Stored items
Start of Block

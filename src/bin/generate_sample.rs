//! Writes a deterministic sample launch dataset so the dashboard runs out of
//! the box: the real column layout with synthetic rows.

/// Site names as they appear in the real launch data.  Note that the data
/// carries `KSC LC-39A` while the dashboard's fixed selector offers
/// `KSC SC-39A`; those rows are visible only in the all-sites view.
const SITES: [&str; 4] = [
    "CCAFS LC-40",
    "CCAFS SLC-40",
    "KSC LC-39A",
    "VAFB SLC-4E",
];

/// Booster eras: (last flight number, category, typical payload kg,
/// success rate).
const ERAS: [(u32, &str, f64, f64); 5] = [
    (5, "v1.0", 1500.0, 0.4),
    (20, "v1.1", 3500.0, 0.6),
    (42, "FT", 5000.0, 0.8),
    (50, "B4", 5500.0, 0.85),
    (56, "B5", 6000.0, 0.95),
];

fn era_for(flight: u32) -> (&'static str, f64, f64) {
    for &(last, category, mean_payload, success_rate) in &ERAS {
        if flight <= last {
            return (category, mean_payload, success_rate);
        }
    }
    let &(_, category, mean_payload, success_rate) = ERAS.last().unwrap();
    (category, mean_payload, success_rate)
}

/// Minimal deterministic PRNG (xoshiro256**)
struct SimpleRng {
    state: [u64; 4],
}

impl SimpleRng {
    fn new(seed: u64) -> Self {
        let mut s = [0u64; 4];
        let mut x = seed;
        for slot in &mut s {
            x = x.wrapping_mul(6364136223846793005).wrapping_add(1);
            *slot = x;
        }
        SimpleRng { state: s }
    }

    fn next_u64(&mut self) -> u64 {
        let result = (self.state[1].wrapping_mul(5))
            .rotate_left(7)
            .wrapping_mul(9);
        let t = self.state[1] << 17;
        self.state[2] ^= self.state[0];
        self.state[3] ^= self.state[1];
        self.state[1] ^= self.state[2];
        self.state[0] ^= self.state[3];
        self.state[2] ^= t;
        self.state[3] = self.state[3].rotate_left(45);
        result
    }

    fn next_f64(&mut self) -> f64 {
        (self.next_u64() >> 11) as f64 / (1u64 << 53) as f64
    }

    /// Box-Muller transform for normal distribution
    fn gauss(&mut self, mean: f64, std_dev: f64) -> f64 {
        let u1 = self.next_f64().max(1e-15);
        let u2 = self.next_f64();
        let z = (-2.0 * u1.ln()).sqrt() * (2.0 * std::f64::consts::PI * u2).cos();
        mean + std_dev * z
    }
}

fn main() {
    let mut rng = SimpleRng::new(42);

    let output_path = std::env::args()
        .nth(1)
        .unwrap_or_else(|| "spacex_launch_dash.csv".to_string());
    let mut writer = csv::Writer::from_path(&output_path).expect("Failed to create output file");

    writer
        .write_record([
            "Flight Number",
            "Launch Site",
            "class",
            "Payload Mass (kg)",
            "Booster Version",
            "Booster Version Category",
        ])
        .expect("Failed to write header");

    let flights = 56u32;
    for flight in 1..=flights {
        let (category, mean_payload, success_rate) = era_for(flight);
        let site = SITES[(rng.next_u64() % SITES.len() as u64) as usize];

        let payload = rng.gauss(mean_payload, 1800.0).clamp(0.0, 9600.0);
        let class = u8::from(rng.next_f64() < success_rate);
        let booster_version = format!("F9 {category} B{}", 1000 + flight);

        writer
            .write_record([
                flight.to_string(),
                site.to_string(),
                class.to_string(),
                format!("{payload:.1}"),
                booster_version,
                category.to_string(),
            ])
            .expect("Failed to write record");
    }

    writer.flush().expect("Failed to flush output");
    println!("Wrote {flights} launch records to {output_path}");
}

End of Block

WORK INSTRUCTIONS:
Give back every line of the data exactly as it was written.

WRITTEN RESPONSE:
filename src/bin/generate_sample.rs
//! Writes a deterministic sample launch dataset so the dashboard runs out of
//! the box: the real column layout with synthetic rows.

/// Site names as they appear in the real launch data.  Note that the data
/// carries `KSC LC-39A` while the dashboard's fixed selector offers
/// `KSC SC-39A`; those rows are visible only in the all-sites view.
const SITES: [&str; 4] = [
    "CCAFS LC-40",
    "CCAFS SLC-40",
    "KSC LC-39A",
    "VAFB SLC-4E",
];

/// Booster eras: (last flight number, category, typical payload kg,
/// success rate).
const ERAS: [(u32, &str, f64, f64); 5] = [
    (5, "v1.0", 1500.0, 0.4),
    (20, "v1.1", 3500.0, 0.6),
    (42, "FT", 5000.0, 0.8),
    (50, "B4", 5500.0, 0.85),
    (56, "B5", 6000.0, 0.95),
];

fn era_for(flight: u32) -> (&'static str, f64, f64) {
    for &(last, category, mean_payload, success_rate) in &ERAS {
        if flight <= last {
            return (category, mean_payload, success_rate);
        }
    }
    let &(_, category, mean_payload, success_rate) = ERAS.last().unwrap();
    (category, mean_payload, success_rate)
}

/// Minimal deterministic PRNG (xoshiro256**)
struct SimpleRng {
    state: [u64; 4],
}

impl SimpleRng {
    fn new(seed: u64) -> Self {
        let mut s = [0u64; 4];
        let mut x = seed;
        for slot in &mut s {
            x = x.wrapping_mul(6364136223846793005).wrapping_add(1);
            *slot = x;
        }
        SimpleRng { state: s }
    }

    fn next_u64(&mut self) -> u64 {
        let result = (self.state[1].wrapping_mul(5))
            .rotate_left(7)
            .wrapping_mul(9);
        let t = self.state[1] << 17;
        self.state[2] ^= self.state[0];
        self.state[3] ^= self.state[1];
        self.state[1] ^= self.state[2];
        self.state[0] ^= self.state[3];
        self.state[2] ^= t;
        self.state[3] = self.state[3].rotate_left(45);
        result
    }

    fn next_f64(&mut self) -> f64 {
        (self.next_u64() >> 11) as f64 / (1u64 << 53) as f64
    }

    /// Box-Muller transform for normal distribution
    fn gauss(&mut self, mean: f64, std_dev: f64) -> f64 {
        let u1 = self.next_f64().max(1e-15);
        let u2 = self.next_f64();
        let z = (-2.0 * u1.ln()).sqrt() * (2.0 * std::f64::consts::PI * u2).cos();
        mean + std_dev * z
    }
}

fn main() {
    let mut rng = SimpleRng::new(42);

    let output_path = std::env::args()
        .nth(1)
        .unwrap_or_else(|| "spacex_launch_dash.csv".to_string());
    let mut writer = csv::Writer::from_path(&output_path).expect("Failed to create output file");

    writer
        .write_record([
            "Flight Number",
            "Launch Site",
            "class",
            "Payload Mass (kg)",
            "Booster Version",
            "Booster Version Category",
        ])
        .expect("Failed to write header");

    let flights = 56u32;
    for flight in 1..=flights {
        let (category, mean_payload, success_rate) = era_for(flight);
        let site = SITES[(rng.next_u64() % SITES.len() as u64) as usize];

        let payload = rng.gauss(mean_payload, 1800.0).clamp(0.0, 9600.0);
        let class = u8::from(rng.next_f64() < success_rate);
        let booster_version = format!("F9 {category} B{}", 1000 + flight);

        writer
            .write_record([
                flight.to_string(),
                site.to_string(),
                class.to_string(),
                format!("{payload:.1}"),
                booster_version,
                category.to_string(),
            ])
            .expect("Failed to write record");
    }

    writer.flush().expect("Failed to flush output");
    println!("Wrote {flights} launch records to {output_path}");
}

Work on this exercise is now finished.